Valerie B. Shapiro is an associate professor in the School of Social Welfare at the University of California, Berkeley. With her Scholars award, Shapiro will explore how research-brokering websites can better engage educators to improve the acquisition and use of research evidence. In this multi-part project, Shapiro will first use data science approaches and usability research methods to examine their practicality and utility for organizations that share research online, as well as carry out experiments to assess user responses, collect feedback and insights from educators and website producers, and conduct construct validation studies for measuring the use of research evidence.
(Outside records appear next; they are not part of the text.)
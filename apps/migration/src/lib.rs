pub use sea_orm_migration::prelude::*;

mod m20250115_000001_create_posts_table;

pub struct Migrator;

#[async_trait::async_trait]
impl MigratorTrait for Migrator {
    fn migrations() -> Vec<Box<dyn MigrationTrait>> {
        vec![Box::new(m20250115_000001_create_posts_table::Migration)]
    }
}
Shapiro has expertise in measuring complex constructs related to the alignment of social emotional learning research and practice. Her mentors, Marti Hearst, Professor at the U.C. Berkeley School of Information and Division of Electrical Engineering and Computer Sciences, and Meredith Honig, Professor of Education Policy, Organizations, and Leadership at the University of Washington, will support Shapiro in stretching her expertise to incorporate new methods, theories, and approaches in the measurement of research use.
Each year, the Foundation selects a handful of new William T. Grant Scholars from a highly competitive pool of applicants who are nominated by their institutions. The applications are reviewed by a selection committee of prominent senior academics. A small group of finalists are invited to New York for interviews. The online application for 2020 awards will open in mid May, and all applications are due by July 1, 2020 at 3:00 PM EST.